Dataset entries

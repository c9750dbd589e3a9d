//! Dynamic GraphQL schema generation from workspace object metadata.
//!
//! For every object `person`/`people` the schema exposes:
//!
//! - `Person`, `PersonEdge`, `PersonConnection` types
//! - `Query.people(filter, orderBy, first, after): PersonConnection!`
//! - `Query.searchPeople(searchInput, filter, limit): PersonConnection!`
//! - `Mutation.deletePeople(recordIdsToDelete: [ID!]!): [Person!]!`
//!   (not for remote objects)

use std::sync::Arc;

use async_graphql::Value;
use async_graphql::dynamic::{
    Field, FieldFuture, InputValue, Object, Scalar, Schema, SchemaBuilder, TypeRef,
};
use recordhub_core::{
    CompositePropertyKind, FieldMetadata, FieldMetadataType, ObjectMetadataItem,
    ObjectMetadataMaps, RelationType,
};
use serde::{Deserialize, Serialize};
use tracing::{debug, trace};

use crate::error::GraphQLError;
use crate::resolvers::{DeleteManyResolver, FindManyResolver, SearchResolver};

/// The name of the custom JSON scalar used for filters, ordering and raw JSON fields.
pub const JSON_SCALAR: &str = "JSON";

/// Shared page info type.
pub const PAGE_INFO_TYPE: &str = "PageInfo";

/// Schema limits, read from the `[graphql]` section of `recordhub.toml`.
///
/// ```toml
/// [graphql]
/// enabled = true
/// max_depth = 15
/// max_complexity = 500
/// introspection = true
/// ```
#[derive(Debug, Clone, Serialize, Deserialize)]
#[serde(default)]
pub struct SchemaBuilderConfig {
    /// Serve the `/graphql` endpoint.
    pub enabled: bool,

    /// Maximum query depth. Every expanded relation adds two levels
    /// (the relation field and, for one-to-many, its edges).
    pub max_depth: usize,

    /// Maximum query complexity allowed.
    pub max_complexity: usize,

    /// Whether to enable introspection queries.
    #[serde(rename = "introspection")]
    pub introspection_enabled: bool,
}

impl Default for SchemaBuilderConfig {
    fn default() -> Self {
        Self {
            enabled: true,
            max_depth: 15,
            max_complexity: 500,
            introspection_enabled: true,
        }
    }
}

impl SchemaBuilderConfig {
    /// Rejects limits that would refuse every query.
    pub fn validate(&self) -> Result<(), String> {
        if self.max_depth == 0 {
            return Err("graphql.max_depth must be > 0".into());
        }
        if self.max_complexity == 0 {
            return Err("graphql.max_complexity must be > 0".into());
        }
        Ok(())
    }
}

/// `person` → `Person`
pub fn type_name(name: &str) -> String {
    let mut chars = name.chars();
    match chars.next() {
        Some(first) => first.to_uppercase().chain(chars).collect(),
        None => String::new(),
    }
}

fn composite_type_name(field_type: FieldMetadataType) -> Option<&'static str> {
    match field_type {
        FieldMetadataType::FullName => Some("FullName"),
        FieldMetadataType::Currency => Some("Currency"),
        FieldMetadataType::Links => Some("Links"),
        FieldMetadataType::Emails => Some("Emails"),
        _ => None,
    }
}

/// A field resolved from the parent object value under `key`.
fn parent_value_field(name: &str, ty: TypeRef) -> Field {
    let key = name.to_string();
    Field::new(name, ty, move |ctx| {
        let key = key.clone();
        FieldFuture::new(async move {
            let value = match ctx.parent_value.as_value() {
                Some(Value::Object(obj)) => obj.get(key.as_str()).cloned(),
                _ => None,
            };
            Ok(value.filter(|v| !matches!(v, Value::Null)))
        })
    })
}

/// Builds the GraphQL schema of one workspace metadata set.
///
/// # Example
///
/// ```ignore
/// let schema = RecordSchemaBuilder::new(objects.clone(), SchemaBuilderConfig::default())
///     .build()?;
/// ```
pub struct RecordSchemaBuilder {
    objects: Arc<ObjectMetadataMaps>,
    config: SchemaBuilderConfig,
}

impl RecordSchemaBuilder {
    #[must_use]
    pub fn new(objects: Arc<ObjectMetadataMaps>, config: SchemaBuilderConfig) -> Self {
        Self { objects, config }
    }

    /// Builds the GraphQL schema.
    ///
    /// # Errors
    ///
    /// Returns `GraphQLError::SchemaBuildFailed` if the metadata has no
    /// objects or async-graphql rejects the generated types.
    pub fn build(&self) -> Result<Schema, GraphQLError> {
        if self.objects.is_empty() {
            return Err(GraphQLError::SchemaBuildFailed(
                "workspace metadata has no objects".into(),
            ));
        }
        debug!(objects = self.objects.len(), "Starting GraphQL schema build");

        let has_mutations = self.objects.iter().any(|o| !o.is_remote);
        let mut builder = Schema::build("Query", has_mutations.then_some("Mutation"), None);

        builder = builder.register(Scalar::new(JSON_SCALAR).description("Arbitrary JSON value"));
        builder = builder.register(Self::page_info_type());
        builder = self.register_composite_types(builder);

        let mut query = Object::new("Query");
        let mut mutation = Object::new("Mutation");
        for object in self.objects.iter() {
            trace!(object = %object.name_singular, "Registering object types");
            builder = builder
                .register(self.record_type(object))
                .register(Self::edge_type(object))
                .register(Self::connection_type(object));

            query = query
                .field(Self::find_many_field(object))
                .field(Self::search_field(object));
            if !object.is_remote {
                mutation = mutation.field(Self::delete_many_field(object));
            }
        }

        builder = builder.register(query);
        if has_mutations {
            builder = builder.register(mutation);
        }

        let mut builder = builder
            .limit_depth(self.config.max_depth)
            .limit_complexity(self.config.max_complexity);
        if !self.config.introspection_enabled {
            builder = builder.disable_introspection();
        }

        let schema = builder
            .finish()
            .map_err(|e| GraphQLError::SchemaBuildFailed(e.to_string()))?;

        debug!("GraphQL schema build complete");
        Ok(schema)
    }

    fn page_info_type() -> Object {
        Object::new(PAGE_INFO_TYPE)
            .description("Pagination state of a connection")
            .field(parent_value_field("hasNextPage", TypeRef::named_nn(TypeRef::BOOLEAN)))
            .field(parent_value_field("hasPreviousPage", TypeRef::named_nn(TypeRef::BOOLEAN)))
            .field(parent_value_field("startCursor", TypeRef::named(TypeRef::STRING)))
            .field(parent_value_field("endCursor", TypeRef::named(TypeRef::STRING)))
    }

    fn register_composite_types(&self, mut builder: SchemaBuilder) -> SchemaBuilder {
        let mut used: Vec<FieldMetadataType> = Vec::new();
        for field in self.objects.iter().flat_map(|o| o.fields.iter()) {
            if field.is_composite() && !used.contains(&field.field_type) {
                used.push(field.field_type);
            }
        }

        for field_type in used {
            let (Some(name), Some(properties)) =
                (composite_type_name(field_type), field_type.composite_properties())
            else {
                continue;
            };
            let mut object = Object::new(name);
            for property in properties {
                let ty = match property.kind {
                    CompositePropertyKind::Text => TypeRef::named(TypeRef::STRING),
                    CompositePropertyKind::Number => TypeRef::named(TypeRef::FLOAT),
                };
                object = object.field(parent_value_field(property.name, ty));
            }
            builder = builder.register(object);
        }
        builder
    }

    fn field_type_ref(&self, field: &FieldMetadata) -> Option<TypeRef> {
        let nullable = |name: &str| {
            if field.is_nullable {
                TypeRef::named(name)
            } else {
                TypeRef::named_nn(name)
            }
        };

        if let Some(name) = composite_type_name(field.field_type) {
            return Some(TypeRef::named(name));
        }

        match field.field_type {
            FieldMetadataType::Uuid => Some(nullable(TypeRef::ID)),
            FieldMetadataType::Text | FieldMetadataType::Select | FieldMetadataType::DateTime => {
                Some(nullable(TypeRef::STRING))
            }
            FieldMetadataType::Number | FieldMetadataType::Position => {
                Some(nullable(TypeRef::FLOAT))
            }
            FieldMetadataType::Boolean => Some(nullable(TypeRef::BOOLEAN)),
            FieldMetadataType::MultiSelect => Some(TypeRef::named_nn_list(TypeRef::STRING)),
            FieldMetadataType::RawJson => Some(TypeRef::named(JSON_SCALAR)),
            FieldMetadataType::Relation => {
                let target = self.objects.relation_target(field).ok()?;
                let target_type = type_name(&target.name_singular);
                match field.relation_type()? {
                    RelationType::ManyToOne => Some(TypeRef::named(target_type)),
                    RelationType::OneToMany => {
                        Some(TypeRef::named(format!("{target_type}Connection")))
                    }
                }
            }
            FieldMetadataType::TsVector => None,
            _ => Some(TypeRef::named(JSON_SCALAR)),
        }
    }

    fn record_type(&self, object: &ObjectMetadataItem) -> Object {
        let mut record = Object::new(type_name(&object.name_singular))
            .description(format!("A {} record", object.name_singular));

        for field in &object.fields {
            let Some(ty) = self.field_type_ref(field) else {
                continue;
            };
            record = record.field(parent_value_field(&field.name, ty));

            if field.relation_type() == Some(RelationType::ManyToOne) {
                let join_column = field
                    .settings
                    .join_column_name
                    .clone()
                    .unwrap_or_else(|| field.conventional_join_column());
                if object.field(&join_column).is_none() {
                    record = record.field(parent_value_field(&join_column, TypeRef::named(TypeRef::ID)));
                }
            }
        }
        record
    }

    fn edge_type(object: &ObjectMetadataItem) -> Object {
        let record = type_name(&object.name_singular);
        Object::new(format!("{record}Edge"))
            .description(format!("Edge type for {record} connection"))
            .field(parent_value_field("node", TypeRef::named_nn(record.as_str())))
            .field(parent_value_field("cursor", TypeRef::named_nn(TypeRef::STRING)))
    }

    fn connection_type(object: &ObjectMetadataItem) -> Object {
        let record = type_name(&object.name_singular);
        Object::new(format!("{record}Connection"))
            .description(format!("A page of {record} records"))
            .field(parent_value_field(
                "edges",
                TypeRef::named_nn_list_nn(format!("{record}Edge")),
            ))
            .field(parent_value_field("pageInfo", TypeRef::named_nn(PAGE_INFO_TYPE)))
            .field(parent_value_field("totalCount", TypeRef::named_nn(TypeRef::INT)))
    }

    fn find_many_field(object: &ObjectMetadataItem) -> Field {
        let connection = format!("{}Connection", type_name(&object.name_singular));
        Field::new(
            object.name_plural.clone(),
            TypeRef::named_nn(connection),
            FindManyResolver::resolve(object.name_singular.clone()),
        )
        .description(format!("List {} records", object.name_plural))
        .argument(InputValue::new("filter", TypeRef::named(JSON_SCALAR)))
        .argument(InputValue::new("orderBy", TypeRef::named(JSON_SCALAR)))
        .argument(InputValue::new("first", TypeRef::named(TypeRef::INT)))
        .argument(InputValue::new("after", TypeRef::named(TypeRef::STRING)))
    }

    fn search_field(object: &ObjectMetadataItem) -> Field {
        let connection = format!("{}Connection", type_name(&object.name_singular));
        Field::new(
            format!("search{}", type_name(&object.name_plural)),
            TypeRef::named_nn(connection),
            SearchResolver::resolve(object.name_singular.clone()),
        )
        .description(format!("Full-text search over {} records", object.name_plural))
        .argument(InputValue::new("searchInput", TypeRef::named(TypeRef::STRING)))
        .argument(InputValue::new("filter", TypeRef::named(JSON_SCALAR)))
        .argument(InputValue::new("limit", TypeRef::named(TypeRef::INT)))
    }

    fn delete_many_field(object: &ObjectMetadataItem) -> Field {
        Field::new(
            format!("delete{}", type_name(&object.name_plural)),
            TypeRef::named_nn_list_nn(type_name(&object.name_singular)),
            DeleteManyResolver::resolve(object.name_singular.clone()),
        )
        .description(format!("Soft-delete {} records", object.name_plural))
        .argument(InputValue::new(
            "recordIdsToDelete",
            TypeRef::named_nn_list_nn(TypeRef::ID),
        ))
    }
}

■ What this task involves: Show the lines of the data that hold the word "searchInput".

■ Exercise output:
//! - `Query.searchPeople(searchInput, filter, limit): PersonConnection!`
        .argument(InputValue::new("searchInput", TypeRef::named(TypeRef::STRING)))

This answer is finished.